Ohhh!! Thanks for replying! I might have to drool on your display while I'm there. Glad to know there's someone close by where I can get my "stuff"


----------



## CAPTAIN RON (Mar 29, 2010)

Hello fellow froggers,come on by and cure that cabin fever and check out all the quality dart frogs and tree frogs being offered by all the great vendors(myself included!) here at Hamburg,Pa.reptile show!
I will be offering the following at the show:

Brazilian Yellowhead tincs
Azureus tincs
Patricia tincs
Regina tincs
True sip tincs
Robertus tincs
Matecho tincs
Leucomelas
Chazuta imitators
Vanzolini-both ue and eu lines
Arena Blanca amazonicus
Banded imitator intermedius
Southern variablis
Almirante pumilio
Red/Orange Bastimentos pumilio
Escudo De Varaguas pumilio
Solarte pumilio
Colon pumilio
Cayo De Agua pumilio
Rambala pumilio
Tarapoto imitators
Reticulatus

I will also have a great selection of potted plants,plant cuttings,and Neo.bromeliads along with live oak leaf litter,fruitfly cultures. Sorry,but no isopods for this show! i will have some ready in April!

See everyone on Saturday!
Ron -Tropical Visions


----------



## dbdpet (Nov 9, 2015)

We will be there with our usual setup. Stop by our booth (hopefully when its not packed full of people) and say Hi! If anyone needs any supplies let me know and we can put your name on it so we know we will not sell out .

Buddy D.
DBDPet | Family Owned Online Pet Store


----------



## mysticdragon72 (Feb 21, 2016)

Well, I was overwhelmed by the number of people at the show! Not as many froggy vendors there as I'd hoped but those that I did happen to stop and talk to were very nice and very open with the info! Thanks to everyone I talked to for helping to educate me on proper care of all the little dudes you had on display.

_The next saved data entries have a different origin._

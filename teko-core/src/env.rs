// teko-core - Environment of per-symbol binding stacks
// Copyright (c) 2025 Tom Waddington. MIT licensed.

//! Environment for variable bindings with dynamic scoping.
//!
//! There is exactly one table per interpreter run. Each symbol maps to a
//! stack of cells; the top cell is the visible binding. Function calls push
//! their parameters and pop them on return, so a free variable in a body
//! resolves to whatever the current call chain last bound.
//!
//! Every `push` is also recorded on a trail. A `wind` remembers the trail
//! length at entry, and restoring to that mark pops every binding pushed
//! since, whichever symbols they belong to.

use std::cell::RefCell;
use std::collections::HashMap;
use std::fmt;
use std::io::{self, BufRead, Write};
use std::rc::Rc;

use teko_parser::Symbol;

use crate::error::{Error, Result};
use crate::number::Number;
use crate::value::{NativeFn, NativeMacro, Value};

/// The shared dynamic environment.
///
/// Cloning an `Env` yields another handle to the same table.
///
/// # Examples
///
/// ```
/// use teko_core::{Env, Value};
/// use teko_parser::Symbol;
///
/// let env = Env::new();
/// let x = Symbol::new("x");
///
/// env.create(&x, Value::integer(1), false).unwrap();
/// env.push(&x, Value::integer(2));
/// assert_eq!(env.lookup(&x).unwrap(), Value::integer(2));
///
/// env.pop(&x).unwrap();
/// assert_eq!(env.lookup(&x).unwrap(), Value::integer(1));
/// ```
#[derive(Clone)]
pub struct Env {
    inner: Rc<RefCell<EnvInner>>,
}

struct Cell {
    value: Value,
    immutable: bool,
}

struct EnvInner {
    bindings: HashMap<Symbol, Vec<Cell>>,
    /// Symbols in the order their bindings were pushed
    trail: Vec<Symbol>,
    /// Number of active `wind` forms
    winds: usize,
    output: Box<dyn Write>,
    input: Box<dyn BufRead>,
}

impl Env {
    /// Create a new environment seeded with `true`, `false` and `pi`.
    pub fn new() -> Self {
        let env = Env {
            inner: Rc::new(RefCell::new(EnvInner {
                bindings: HashMap::new(),
                trail: Vec::new(),
                winds: 0,
                output: Box::new(io::stdout()),
                input: Box::new(io::BufReader::new(io::stdin())),
            })),
        };
        env.install(Symbol::new("true"), Value::Boolean(true), true);
        env.install(Symbol::new("false"), Value::Boolean(false), true);
        env.install(Symbol::new("pi"), Value::Float(std::f64::consts::PI), false);
        env
    }

    fn install(&self, sym: Symbol, value: Value, immutable: bool) {
        self.inner
            .borrow_mut()
            .bindings
            .insert(sym, vec![Cell { value, immutable }]);
    }

    /// Bind a primitive function under `name`.
    pub fn define_native(&self, name: &'static str, f: NativeFn) -> Result<()> {
        self.create(&Symbol::new(name), Value::function(name, f), false)
    }

    /// Bind a primitive macro under `name`.
    pub fn define_native_macro(&self, name: &'static str, f: NativeMacro) -> Result<()> {
        self.create(&Symbol::new(name), Value::native_macro(name, f), false)
    }

    // ========================================================================
    // Binding stacks
    // ========================================================================

    /// Install a fresh one-element stack for `sym`.
    ///
    /// Fails with `DuplicateDefinition` if `sym` is already bound, including
    /// numeric literals, which are bound from the start.
    pub fn create(&self, sym: &Symbol, value: Value, immutable: bool) -> Result<()> {
        if self.is_bound(sym) || Number::parse(sym.name()).is_some() {
            return Err(Error::DuplicateDefinition(sym.clone()));
        }
        self.install(sym.clone(), value, immutable);
        Ok(())
    }

    /// Replace the value of the top cell for `sym`.
    pub fn mutate(&self, sym: &Symbol, value: Value) -> Result<()> {
        let mut inner = self.inner.borrow_mut();
        match inner.bindings.get_mut(sym).and_then(|stack| stack.last_mut()) {
            Some(cell) if cell.immutable => Err(Error::ImmutableBinding(sym.clone())),
            Some(cell) => {
                cell.value = value;
                Ok(())
            }
            None if Number::parse(sym.name()).is_some() => {
                Err(Error::ImmutableBinding(sym.clone()))
            }
            None => Err(Error::UnboundVariable(sym.clone())),
        }
    }

    /// Push a new top cell for `sym`. Always succeeds.
    pub fn push(&self, sym: &Symbol, value: Value) {
        let mut inner = self.inner.borrow_mut();
        inner.bindings.entry(sym.clone()).or_default().push(Cell {
            value,
            immutable: false,
        });
        inner.trail.push(sym.clone());
    }

    /// Remove the top cell for `sym`.
    ///
    /// Popping an empty stack means push and pop got out of step, which is
    /// reported as an internal error.
    pub fn pop(&self, sym: &Symbol) -> Result<Value> {
        let mut inner = self.inner.borrow_mut();
        inner.pop_cell(sym)
    }

    /// Look up the visible binding of `sym`.
    ///
    /// A miss on an atom that spells a number installs an immutable binding
    /// for it and returns the number.
    pub fn lookup(&self, sym: &Symbol) -> Result<Value> {
        if let Some(cell) = self
            .inner
            .borrow()
            .bindings
            .get(sym)
            .and_then(|stack| stack.last())
        {
            return Ok(cell.value.clone());
        }
        match Number::parse(sym.name()) {
            Some(n) => {
                let value = Value::Number(n);
                self.install(sym.clone(), value.clone(), true);
                Ok(value)
            }
            None => Err(Error::UnboundVariable(sym.clone())),
        }
    }

    /// Whether `sym` currently has a binding.
    #[must_use]
    pub fn is_bound(&self, sym: &Symbol) -> bool {
        self.inner
            .borrow()
            .bindings
            .get(sym)
            .is_some_and(|stack| !stack.is_empty())
    }

    /// Number of cells on `sym`'s stack.
    #[must_use]
    pub fn depth(&self, sym: &Symbol) -> usize {
        self.inner
            .borrow()
            .bindings
            .get(sym)
            .map_or(0, |stack| stack.len())
    }

    // ========================================================================
    // Wind frames
    // ========================================================================

    /// Current length of the push trail.
    #[must_use]
    pub fn binding_mark(&self) -> usize {
        self.inner.borrow().trail.len()
    }

    /// Pop every binding pushed after `mark`, newest first.
    ///
    /// Returns how many bindings were popped.
    pub fn restore_to(&self, mark: usize) -> Result<usize> {
        let mut inner = self.inner.borrow_mut();
        let mut popped = 0;
        while inner.trail.len() > mark {
            let Some(sym) = inner.trail.last().cloned() else {
                break;
            };
            inner.pop_cell(&sym)?;
            popped += 1;
        }
        Ok(popped)
    }

    /// Enter a wind frame, returning its binding mark.
    pub fn enter_wind(&self) -> usize {
        let mut inner = self.inner.borrow_mut();
        let mark = inner.trail.len();
        inner.winds += 1;
        mark
    }

    /// Leave the innermost wind frame.
    pub fn exit_wind(&self) {
        let mut inner = self.inner.borrow_mut();
        inner.winds = inner.winds.saturating_sub(1);
    }

    /// Number of active wind frames.
    #[must_use]
    pub fn wind_depth(&self) -> usize {
        self.inner.borrow().winds
    }

    // ========================================================================
    // Input and output
    // ========================================================================

    /// Redirect the output written by `print` and `write`.
    pub fn set_output(&self, output: Box<dyn Write>) {
        self.inner.borrow_mut().output = output;
    }

    /// Redirect the input consumed by `read-line` and `read`.
    pub fn set_input(&self, input: Box<dyn BufRead>) {
        self.inner.borrow_mut().input = input;
    }

    pub fn write_output(&self, text: &str) -> Result<()> {
        let mut inner = self.inner.borrow_mut();
        inner.output.write_all(text.as_bytes())?;
        inner.output.flush()?;
        Ok(())
    }

    /// Read one line without its terminator; `None` at end of input.
    pub fn read_input_line(&self) -> Result<Option<String>> {
        let mut line = String::new();
        let n = self.inner.borrow_mut().input.read_line(&mut line)?;
        if n == 0 {
            return Ok(None);
        }
        if line.ends_with('\n') {
            line.pop();
            if line.ends_with('\r') {
                line.pop();
            }
        }
        Ok(Some(line))
    }
}

impl EnvInner {
    fn pop_cell(&mut self, sym: &Symbol) -> Result<Value> {
        let stack = self
            .bindings
            .get_mut(sym)
            .ok_or_else(|| Error::Internal(format!("pop of unbound symbol {}", sym)))?;
        let cell = stack
            .pop()
            .ok_or_else(|| Error::Internal(format!("pop of empty binding stack {}", sym)))?;
        if stack.is_empty() {
            self.bindings.remove(sym);
        }
        if let Some(pos) = self.trail.iter().rposition(|s| s == sym) {
            self.trail.remove(pos);
        }
        Ok(cell.value)
    }
}

impl Default for Env {
    fn default() -> Self {
        Self::new()
    }
}

impl fmt::Debug for Env {
    fn fmt(&self, f: &mut fmt::Formatter<'_>) -> fmt::Result {
        let inner = self.inner.borrow();
        f.debug_struct("Env")
            .field("symbols", &inner.bindings.len())
            .field("trail", &inner.trail.len())
            .field("winds", &inner.winds)
            .finish()
    }
}

#[cfg(test)]
mod tests {
    use super::*;

    fn sym(name: &str) -> Symbol {
        Symbol::new(name)
    }

    #[test]
    fn test_create_and_lookup() {
        let env = Env::new();
        env.create(&sym("x"), Value::integer(42), false).unwrap();
        assert_eq!(env.lookup(&sym("x")).unwrap(), Value::integer(42));
    }

    #[test]
    fn test_create_twice_keeps_first() {
        let env = Env::new();
        env.create(&sym("x"), Value::integer(1), false).unwrap();
        let err = env.create(&sym("x"), Value::integer(2), false).unwrap_err();
        assert!(matches!(err, Error::DuplicateDefinition(_)));
        assert_eq!(env.lookup(&sym("x")).unwrap(), Value::integer(1));
    }

    #[test]
    fn test_unbound() {
        let env = Env::new();
        assert!(matches!(
            env.lookup(&sym("nope")),
            Err(Error::UnboundVariable(_))
        ));
        assert!(matches!(
            env.mutate(&sym("nope"), Value::Null),
            Err(Error::UnboundVariable(_))
        ));
    }

    #[test]
    fn test_mutate_targets_top_cell() {
        let env = Env::new();
        env.create(&sym("x"), Value::integer(1), false).unwrap();
        env.push(&sym("x"), Value::integer(2));
        env.mutate(&sym("x"), Value::integer(3)).unwrap();
        env.pop(&sym("x")).unwrap();
        assert_eq!(env.lookup(&sym("x")).unwrap(), Value::integer(1));
    }

    #[test]
    fn test_push_pop_round_trip() {
        let env = Env::new();
        env.push(&sym("y"), Value::integer(1));
        env.push(&sym("y"), Value::integer(2));
        assert_eq!(env.depth(&sym("y")), 2);
        assert_eq!(env.pop(&sym("y")).unwrap(), Value::integer(2));
        assert_eq!(env.lookup(&sym("y")).unwrap(), Value::integer(1));
        env.pop(&sym("y")).unwrap();
        assert!(!env.is_bound(&sym("y")));
        assert!(matches!(env.pop(&sym("y")), Err(Error::Internal(_))));
    }

    #[test]
    fn test_seeded_constants() {
        let env = Env::new();
        assert_eq!(env.lookup(&sym("true")).unwrap(), Value::Boolean(true));
        assert!(matches!(
            env.mutate(&sym("false"), Value::Boolean(true)),
            Err(Error::ImmutableBinding(_))
        ));
        env.mutate(&sym("pi"), Value::integer(3)).unwrap();
        assert_eq!(env.lookup(&sym("pi")).unwrap(), Value::integer(3));
    }

    #[test]
    fn test_numeric_literals_are_lazily_bound() {
        let env = Env::new();
        assert!(!env.is_bound(&sym("1/3")));
        let n = env.lookup(&sym("1/3")).unwrap();
        assert_eq!(n.to_string(), "1/3");
        assert!(env.is_bound(&sym("1/3")));
        assert!(matches!(
            env.mutate(&sym("1/3"), Value::Null),
            Err(Error::ImmutableBinding(_))
        ));
    }

    #[test]
    fn test_numeric_literals_are_immutable_before_first_lookup() {
        let env = Env::new();
        assert!(matches!(
            env.mutate(&sym("7"), Value::Null),
            Err(Error::ImmutableBinding(_))
        ));
        assert!(matches!(
            env.create(&sym("7"), Value::Null, false),
            Err(Error::DuplicateDefinition(_))
        ));
    }

    #[test]
    fn test_restore_to_mark() {
        let env = Env::new();
        env.push(&sym("a"), Value::integer(1));
        let mark = env.enter_wind();
        env.push(&sym("a"), Value::integer(2));
        env.push(&sym("b"), Value::integer(3));
        env.push(&sym("a"), Value::integer(4));
        assert_eq!(env.restore_to(mark).unwrap(), 3);
        env.exit_wind();
        assert_eq!(env.lookup(&sym("a")).unwrap(), Value::integer(1));
        assert!(!env.is_bound(&sym("b")));
        assert_eq!(env.wind_depth(), 0);
    }

    #[test]
    fn test_nested_winds_count_depth() {
        let env = Env::new();
        let outer = env.enter_wind();
        env.push(&sym("a"), Value::integer(1));
        let inner = env.enter_wind();
        assert_eq!(env.wind_depth(), 2);
        assert_eq!(inner, outer + 1);
        env.exit_wind();
        env.exit_wind();
        env.exit_wind();
        assert_eq!(env.wind_depth(), 0);
    }

    #[test]
    fn test_out_of_order_pop_keeps_trail_consistent() {
        let env = Env::new();
        let mark = env.binding_mark();
        env.push(&sym("a"), Value::integer(1));
        env.push(&sym("b"), Value::integer(2));
        env.pop(&sym("a")).unwrap();
        assert_eq!(env.binding_mark(), mark + 1);
        env.restore_to(mark).unwrap();
        assert!(!env.is_bound(&sym("b")));
    }
}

I don't do well in group settings though so I had to leave pretty soon after I arrived and although I was tempted I didn't end up buying anything... very little money and not being ready at all to properly house the little guys prevented me. I WILL be going to the next Hamburg show though and I'll definitely be ready to buy!! Hopefully more than just one group too... we shall see what I can accomplish between now and then.

Thanks again to all the vendors that made the time to come out today! It was very interesting.


----------



## pa.walt (Feb 16, 2004)

if you saw about 6 frog vendors there then that is the usual amount. and this is the show I usually don't go to because of the crowds that has been mentioned on here before.


----------



## mysticdragon72 (Feb 21, 2016)

I saw only 4 vendors... but, being short and with all the people there, it was hard to see what was on the tables at times. I'm sure I missed someone though but I had to leave... started to not enjoy myself since I don't do crowds well and that was A LOT of people for me!

Still, I enjoyed discussing care of the different species with the vendors I did speak with. I spent quite a while talking with "Captain Ron" and his compatriot ... sorry, I'm horrible with names! And I also spent time at Tim Heath's table as well as drooling over a certain 4 little thumbs at the Frogs N Things table... I'm hoping he doesn't sell them before I'm ready since I'd really love to get them once my viv is set up. I also need to do some research about them since it wasn't one of the species that I was even considering!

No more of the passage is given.